Image processing is an area with many important applications, as well as challenging problems for mathematicians. In particular, Fourier/wavelets analysis and stochastic/statistical methods have had major impact in this area. Recently, there has been increased interest in a new and complementary approach, using partial differential equations (PDEs) and differential-geometric models. It offers a more systematic treatment of geometric features of mages, such as shapes, contours and curvatures, etc., as well as allowing the wealth of techniques developed for PDEs and Computational Fluid Dynamics (CFD) to be brought to bear on image processing tasks.
I'll use two examples from my recent work to illustrate this synergy:
1. A unified image restoration model using Total Variation (TV) which can be used to model denoising, deblurring, as well as image inpainting (e.g. restoring old scratched photos). The TV idea can be traced to shock capturing methods in CFD and was first used in image processing by Rudin, Osher and Fatemi.
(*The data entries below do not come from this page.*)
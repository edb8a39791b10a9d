use std::time::Duration;

use anyhow::Result;
use portcheck::config::{Config, ConfigError};
use portcheck::listeners::{Listener, ListenerSource};
use portcheck::pipeline::{self, Stage};
use portcheck::types::{ProbeStatus, ProbeType, Protocol};
use portcheck::udp::UdpProber;
use tokio::net::{TcpListener, UdpSocket};

struct FakeListeners {
    listeners: Vec<Listener>,
}

impl ListenerSource for FakeListeners {
    fn listeners(&mut self) -> Result<Vec<Listener>> {
        Ok(self.listeners.clone())
    }

    fn process_name(&mut self, pid: u32) -> Option<String> {
        (pid == 1234).then(|| "LinkAgent".to_string())
    }
}

fn link_agent() -> FakeListeners {
    FakeListeners {
        listeners: vec![Listener { port: 21587, pids: vec![1234] }],
    }
}

fn config(host: &str) -> Config {
    let mut cfg = Config::with_remote_host(host);
    cfg.timeout = Duration::from_millis(1000);
    cfg
}

#[tokio::test]
async fn unreachable_host_yields_one_result_per_port() {
    let cfg = config("no-such-host.invalid");
    let mut seen = Vec::new();
    let report = pipeline::run(&cfg, &mut link_agent(), &UdpProber::Socket, "20261018_000000", |s, r| {
        seen.push((s, r.port))
    })
    .await;

    assert_eq!(report.len(), cfg.expected_results());
    assert_eq!(seen.len(), report.len());
    assert_eq!(seen[0], (Stage::LocalListeners, 21587));

    let local: Vec<_> = report.entries.iter().filter(|e| e.probe_type == ProbeType::Local).collect();
    assert_eq!(local.len(), 2);
    assert_eq!(local[0].status, ProbeStatus::Listening);
    assert_eq!(local[0].process.as_deref(), Some("LinkAgent (PID 1234)"));
    assert_eq!(local[1].status, ProbeStatus::NotListening);

    for e in report.entries.iter().filter(|e| e.probe_type == ProbeType::Remote) {
        assert_ne!(e.status, ProbeStatus::Reachable);
        match e.protocol {
            Protocol::Tcp => assert_eq!(e.status, ProbeStatus::NotReachable),
            Protocol::Udp => assert!(matches!(
                e.status,
                ProbeStatus::SendFailed | ProbeStatus::Unconfirmed
            )),
        }
        assert!(e.process.is_none());
    }
}

#[tokio::test]
async fn loopback_peer_is_classified_and_order_is_kept() {
    let tcp = TcpListener::bind("127.0.0.1:0").await.unwrap();
    let udp = UdpSocket::bind("127.0.0.1:0").await.unwrap();
    let tcp_port = tcp.local_addr().unwrap().port();
    let udp_port = udp.local_addr().unwrap().port();

    let mut cfg = config("127.0.0.1");
    cfg.local_tcp_ports = vec![21587];
    cfg.remote_tcp_ports = vec![tcp_port];
    cfg.remote_udp_ports = vec![udp_port];

    let report = pipeline::run(&cfg, &mut link_agent(), &UdpProber::Socket, "20261018_000000", |_, _| {})
        .await;

    let statuses: Vec<ProbeStatus> = report.entries.iter().map(|e| e.status).collect();
    assert_eq!(
        statuses,
        vec![
            ProbeStatus::Listening,
            ProbeStatus::Reachable,
            ProbeStatus::SentUnconfirmed
        ]
    );

    // Same environment, same classification.
    let again = pipeline::run(&cfg, &mut link_agent(), &UdpProber::Socket, "20261018_000001", |_, _| {})
        .await;
    let again: Vec<ProbeStatus> = again.entries.iter().map(|e| e.status).collect();
    assert_eq!(again, statuses);
}

#[tokio::test]
async fn empty_host_runs_no_probes() {
    let mut observed = 0usize;
    let res = pipeline::run_validated(
        config(""),
        &mut link_agent(),
        &UdpProber::Socket,
        "20261018_000000",
        |_, _| observed += 1,
    )
    .await;
    assert_eq!(res.unwrap_err(), ConfigError::EmptyRemoteHost);
    assert_eq!(observed, 0);
}

#[tokio::test]
async fn empty_port_lists_give_empty_report() {
    let mut cfg = config("127.0.0.1");
    cfg.local_tcp_ports.clear();
    cfg.remote_tcp_ports.clear();
    cfg.remote_udp_ports.clear();
    let report = pipeline::run(&cfg, &mut link_agent(), &UdpProber::Socket, "20261018_000000", |_, _| {})
        .await;
    assert!(report.is_empty());
}

#[tokio::test]
async fn each_result_is_observed_before_the_next_probe_runs() {
    let (first, second) = {
        let a = std::net::TcpListener::bind("127.0.0.1:0").unwrap();
        let b = std::net::TcpListener::bind("127.0.0.1:0").unwrap();
        (a.local_addr().unwrap().port(), b.local_addr().unwrap().port())
    };

    let mut cfg = config("127.0.0.1");
    cfg.local_tcp_ports.clear();
    cfg.remote_tcp_ports = vec![first, second];
    cfg.remote_udp_ports.clear();

    // The second port only starts listening once the first result has been observed.
    let mut opened: Option<std::net::TcpListener> = None;
    let report = pipeline::run(&cfg, &mut link_agent(), &UdpProber::Socket, "20261018_000000", |_, r| {
        if r.port == first {
            opened = Some(std::net::TcpListener::bind(("127.0.0.1", second)).unwrap());
        }
    })
    .await;

    let statuses: Vec<ProbeStatus> = report.entries.iter().map(|e| e.status).collect();
    assert_eq!(statuses, vec![ProbeStatus::NotReachable, ProbeStatus::Reachable]);
    drop(opened);
}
2. An "active contour" model which uses a variational level set method for object detection in scalar and vector-valued images. It can detect objects not necessarily defined by sharp edges, as well as objects undetectable in each channel of a vector-valued image or in the combined intensity. The contour can go through topological changes, and the model is robust to noise. The level set method was originally developed by Osher and Sethian for tracking interfaces in CFD.
(The above are joint works with Jackie Shen at the Univ. of Minnesota and Luminita Vese in the Math Dept at UCLA.)